%%

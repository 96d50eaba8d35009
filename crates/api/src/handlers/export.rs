//! Handlers for the export form.

use std::collections::HashMap;

use axum::extract::{Query, State};
use axum::response::{Html, IntoResponse, Response};
use axum::Form;
use ga4_analytics::export_to_file;
use ga4_core::filter::SkippedFilter;
use ga4_core::report::{export_file_name, MAX_FILTER_ROWS};
use serde::Deserialize;

use crate::error::AppError;
use crate::form::ExportForm;
use crate::state::AppState;
use crate::views;

fn today() -> chrono::NaiveDate {
    chrono::Local::now().date_naive()
}

// ---------------------------------------------------------------------------
// GET /
// ---------------------------------------------------------------------------

#[derive(Debug, Deserialize)]
pub struct FormParams {
    /// Number of filter rows to show; clamped to `0..=10`.
    pub filters: Option<i64>,
}

/// Render a blank export form.
pub async fn show_form(Query(params): Query<FormParams>) -> Html<String> {
    let rows = params.filters.unwrap_or(0).clamp(0, MAX_FILTER_ROWS as i64) as usize;
    let today = today();
    Html(views::render_form(&ExportForm::blank(rows, today), today, None))
}

// ---------------------------------------------------------------------------
// POST /export
// ---------------------------------------------------------------------------

/// Validate the form, run the paginated export and render the outcome.
///
/// Validation errors re-render the form with the submitted values. Export
/// errors render an error page; a partial file may remain in the export
/// directory but is not linked.
pub async fn run_export(
    State(state): State<AppState>,
    Form(fields): Form<HashMap<String, String>>,
) -> Response {
    let form = ExportForm::from_fields(&fields);
    let plan = match form.plan() {
        Ok(plan) => plan,
        Err(e) => {
            let (status, _, message) = AppError::from(e).classify();
            return (status, Html(views::render_form(&form, today(), Some(&message)))).into_response();
        }
    };

    for skipped in &plan.skipped {
        tracing::warn!(index = skipped.index, reason = %skipped.reason, "Filter row skipped");
    }

    let file_name = export_file_name(&plan.query.date_range);
    let path = state.config.export_dir.join(&file_name);

    if let Err(e) = tokio::fs::create_dir_all(&state.config.export_dir).await {
        tracing::error!(dir = %state.config.export_dir.display(), error = %e, "Cannot create export directory");
        return error_page(AppError::InternalError(e.to_string()), &plan.skipped);
    }

    let summary = match export_to_file(state.report_source.as_ref(), &plan.query, &path).await {
        Ok(summary) => summary,
        Err(e) => return error_page(AppError::from(e), &plan.skipped),
    };

    Html(views::render_export_result(&file_name, &summary, &plan.skipped)).into_response()
}

fn error_page(err: AppError, skipped: &[SkippedFilter]) -> Response {
    let (status, _, message) = err.classify();
    (status, Html(views::render_export_error(&message, skipped))).into_response()
}
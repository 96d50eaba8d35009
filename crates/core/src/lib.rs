//! Pure domain logic for the GA4 report exporter and importer.
//!
//! Nothing in this crate touches the network, the filesystem or the
//! database. It provides:
//!
//! - [`filter`]: the form filter vocabulary and the expression tree builder.
//! - [`report`]: report queries, paged requests, pages and export naming.
//! - [`schema`]: the destination table descriptor shared by DDL, INSERT and
//!   CSV projection.
//! - [`value`]: typed cell values parsed from CSV text.

pub mod error;
pub mod filter;
pub mod report;
pub mod schema;
pub mod value;
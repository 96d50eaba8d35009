//! Response envelope for the JSON endpoints.

use serde::Serialize;

/// Standard `{ "data": T }` response envelope.
///
/// ```ignore
/// Ok((StatusCode::CREATED, Json(DataResponse { data: summary })))
/// ```
#[derive(Debug, Serialize)]
pub struct DataResponse<T: Serialize> {
    pub data: T,
}
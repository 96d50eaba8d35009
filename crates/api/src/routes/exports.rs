//! Route definitions for the export form, mounted at the root.

use axum::routing::{get, post};
use axum::Router;

use crate::handlers::{downloads, export};
use crate::state::AppState;

/// ```text
/// GET    /                       -> show_form        (?filters=N)
/// POST   /export                 -> run_export       (urlencoded form)
/// GET    /exports/{file_name}    -> download_export
/// ```
pub fn router() -> Router<AppState> {
    Router::new()
        .route("/", get(export::show_form))
        .route("/export", post(export::run_export))
        .route("/exports/{file_name}", get(downloads::download_export))
}
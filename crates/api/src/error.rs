use axum::http::StatusCode;
use axum::response::{IntoResponse, Response};
use ga4_analytics::AnalyticsError;
use ga4_core::error::CoreError;
use ga4_importer::ImportError;
use serde_json::json;

/// Application-level error type for HTTP handlers.
///
/// Wraps the library errors and adds HTTP-specific variants. Implements
/// [`IntoResponse`] to produce consistent JSON error responses; the HTML
/// handlers use [`AppError::classify`] to show the same message in a page.
#[derive(Debug, thiserror::Error)]
pub enum AppError {
    #[error(transparent)]
    Core(#[from] CoreError),

    #[error(transparent)]
    Analytics(#[from] AnalyticsError),

    #[error(transparent)]
    Import(#[from] ImportError),

    #[error("Bad request: {0}")]
    BadRequest(String),

    #[error("Not found: {0}")]
    NotFound(String),

    /// A dependency the request needs is not configured or not reachable.
    #[error("Service unavailable: {0}")]
    Unavailable(String),

    #[error("Internal error: {0}")]
    InternalError(String),
}

/// Convenience type alias for handler return values.
pub type AppResult<T> = Result<T, AppError>;

const INTERNAL_MESSAGE: &str = "An internal error occurred";

impl AppError {
    /// HTTP status, error code and user-facing message for this error.
    ///
    /// Internal details are logged here and replaced by a generic message.
    pub fn classify(&self) -> (StatusCode, &'static str, String) {
        match self {
            AppError::Core(CoreError::Validation(msg)) => {
                (StatusCode::BAD_REQUEST, "VALIDATION_ERROR", msg.clone())
            }
            AppError::Analytics(err) => classify_analytics_error(err),
            AppError::Import(err) => classify_import_error(err),
            AppError::BadRequest(msg) => (StatusCode::BAD_REQUEST, "BAD_REQUEST", msg.clone()),
            AppError::NotFound(msg) => (StatusCode::NOT_FOUND, "NOT_FOUND", msg.clone()),
            AppError::Unavailable(msg) => (
                StatusCode::SERVICE_UNAVAILABLE,
                "SERVICE_UNAVAILABLE",
                msg.clone(),
            ),
            AppError::InternalError(msg) => {
                tracing::error!(error = %msg, "Internal error");
                internal()
            }
        }
    }
}

impl IntoResponse for AppError {
    fn into_response(self) -> Response {
        let (status, code, message) = self.classify();

        let body = json!({
            "error": message,
            "code": code,
        });

        (status, axum::Json(body)).into_response()
    }
}

fn internal() -> (StatusCode, &'static str, String) {
    (
        StatusCode::INTERNAL_SERVER_ERROR,
        "INTERNAL_ERROR",
        INTERNAL_MESSAGE.to_string(),
    )
}

/// Classify an analytics error.
///
/// - Filters the API cannot express map to 400.
/// - Failures talking to Google (token, request, API status) map to 502 and
///   keep their message, which the user needs to fix property or field names.
/// - Local problems (credentials, disk) map to 500 with a sanitized message.
fn classify_analytics_error(err: &AnalyticsError) -> (StatusCode, &'static str, String) {
    match err {
        AnalyticsError::InvalidFilter(msg) => {
            (StatusCode::BAD_REQUEST, "VALIDATION_ERROR", msg.clone())
        }
        AnalyticsError::ApiError { .. }
        | AnalyticsError::Token { .. }
        | AnalyticsError::Request(_) => {
            tracing::warn!(error = %err, "Analytics request failed");
            (StatusCode::BAD_GATEWAY, "UPSTREAM_ERROR", err.to_string())
        }
        AnalyticsError::CredentialsIo { .. }
        | AnalyticsError::Credentials(_)
        | AnalyticsError::Csv(_)
        | AnalyticsError::Io(_) => {
            tracing::error!(error = %err, "Export failed");
            internal()
        }
    }
}

/// Classify an import error.
///
/// Input problems keep their message; database failures are logged and
/// sanitized, except that a failed insert reports the row that was rejected.
fn classify_import_error(err: &ImportError) -> (StatusCode, &'static str, String) {
    match err {
        ImportError::FileNotFound(_) => (StatusCode::NOT_FOUND, "NOT_FOUND", err.to_string()),
        e if e.is_input_error() => (StatusCode::BAD_REQUEST, "VALIDATION_ERROR", e.to_string()),
        ImportError::Connect(source) => {
            tracing::error!(error = %source, "Import database connection failed");
            (
                StatusCode::SERVICE_UNAVAILABLE,
                "SERVICE_UNAVAILABLE",
                "Could not connect to the database".to_string(),
            )
        }
        ImportError::Insert { row, source } => {
            tracing::error!(row, error = %source, "Import insert failed");
            (
                StatusCode::UNPROCESSABLE_ENTITY,
                "IMPORT_FAILED",
                format!("Row {row} was rejected by the database; nothing was imported"),
            )
        }
        other => {
            tracing::error!(error = %other, "Import failed");
            internal()
        }
    }
}
//! Writing a loaded batch through an [`ImportTarget`].

use ga4_core::schema::{TableName, TableSchema};
use ga4_db::ImportTarget;
use serde::Serialize;

use crate::error::ImportError;
use crate::load::ImportBatch;

/// Result of a committed import.
#[derive(Debug, Clone, PartialEq, Eq, Serialize)]
pub struct ImportSummary {
    pub table: String,
    pub rows_inserted: u64,
}

/// Ensure `table` exists, then insert every row of `batch` in one
/// transaction.
///
/// Any insertion error rolls the whole batch back. The target is closed on
/// every path.
pub async fn write_batch<T>(
    mut target: T,
    table: &TableName,
    schema: &TableSchema,
    batch: &ImportBatch,
) -> Result<ImportSummary, ImportError>
where
    T: ImportTarget,
{
    let result = write_rows(&mut target, table, schema, batch).await;
    target.close().await;
    result
}

async fn write_rows<T>(
    target: &mut T,
    table: &TableName,
    schema: &TableSchema,
    batch: &ImportBatch,
) -> Result<ImportSummary, ImportError>
where
    T: ImportTarget,
{
    target
        .execute_ddl(&schema.create_table_sql(table))
        .await
        .map_err(|source| ImportError::CreateTable {
            table: table.to_string(),
            source,
        })?;
    tracing::info!(table = %table, "Destination table ensured");

    target.begin().await.map_err(ImportError::Begin)?;

    let statement = schema.insert_sql(table);
    for (i, row) in batch.rows.iter().enumerate() {
        if let Err(source) = target.insert_row(&statement, row).await {
            let row = i + 1;
            tracing::error!(table = %table, row, error = %source, "Insert failed, rolling back import");
            if let Err(e) = target.rollback().await {
                tracing::warn!(table = %table, error = %e, "Rollback failed");
            }
            return Err(ImportError::Insert { row, source });
        }
    }

    target.commit().await.map_err(ImportError::Commit)?;
    tracing::info!(table = %table, rows = batch.len(), "Import committed");

    Ok(ImportSummary {
        table: table.to_string(),
        rows_inserted: batch.len() as u64,
    })
}
//! Shared application router builder.
//!
//! [`build_app_router`] is used by both the binary and the integration tests
//! so they exercise the same middleware stack.

use std::time::Duration;

use axum::http::header::CONTENT_TYPE;
use axum::http::{HeaderName, Method, StatusCode};
use axum::Router;
use tower_http::catch_panic::CatchPanicLayer;
use tower_http::cors::CorsLayer;
use tower_http::request_id::{MakeRequestUuid, PropagateRequestIdLayer, SetRequestIdLayer};
use tower_http::timeout::TimeoutLayer;
use tower_http::trace::{DefaultMakeSpan, DefaultOnResponse, TraceLayer};
use tracing::Level;

use crate::config::ServerConfig;
use crate::routes;
use crate::state::AppState;

/// Build the full application [`Router`] with all middleware layers.
///
/// The middleware stack is applied bottom-up:
///
/// 1. CORS
/// 2. Set request ID on incoming requests
/// 3. Structured request/response tracing
/// 4. Propagate request ID to response
/// 5. Request timeout
/// 6. Panic recovery (catch panics, return 500)
pub fn build_app_router(state: AppState, config: &ServerConfig) -> Router {
    let cors = build_cors_layer(config);
    let request_id_header = HeaderName::from_static("x-request-id");

    Router::new()
        .merge(routes::health::router())
        // Export form and downloads at the root.
        .merge(routes::exports::router())
        .nest("/api/v1", routes::api_routes())
        // -- Middleware stack (applied bottom-up) --
        .layer(CatchPanicLayer::new())
        .layer(TimeoutLayer::with_status_code(
            StatusCode::REQUEST_TIMEOUT,
            Duration::from_secs(config.request_timeout_secs),
        ))
        .layer(PropagateRequestIdLayer::new(request_id_header.clone()))
        .layer(
            TraceLayer::new_for_http()
                .make_span_with(DefaultMakeSpan::new().level(Level::INFO))
                .on_response(DefaultOnResponse::new().level(Level::INFO)),
        )
        .layer(SetRequestIdLayer::new(request_id_header, MakeRequestUuid))
        .layer(cors)
        .with_state(state)
}

/// Build the CORS middleware layer from server configuration.
///
/// Panics at startup if any configured origin is invalid.
pub fn build_cors_layer(config: &ServerConfig) -> CorsLayer {
    let origins: Vec<_> = config
        .cors_origins
        .iter()
        .map(|o| {
            o.parse()
                .unwrap_or_else(|e| panic!("Invalid CORS origin '{o}': {e}"))
        })
        .collect();

    CorsLayer::new()
        .allow_origin(origins)
        .allow_methods([Method::GET, Method::POST])
        .allow_headers([CONTENT_TYPE])
        .max_age(Duration::from_secs(3600))
}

%%

Check each line above for the string "filename" and copy every line that has it.

- _WRITTEN SOLUTION_
filename crates/api/src/handlers/export.rs
filename crates/core/src/lib.rs
filename crates/api/src/routes/exports.rs
filename crates/api/src/error.rs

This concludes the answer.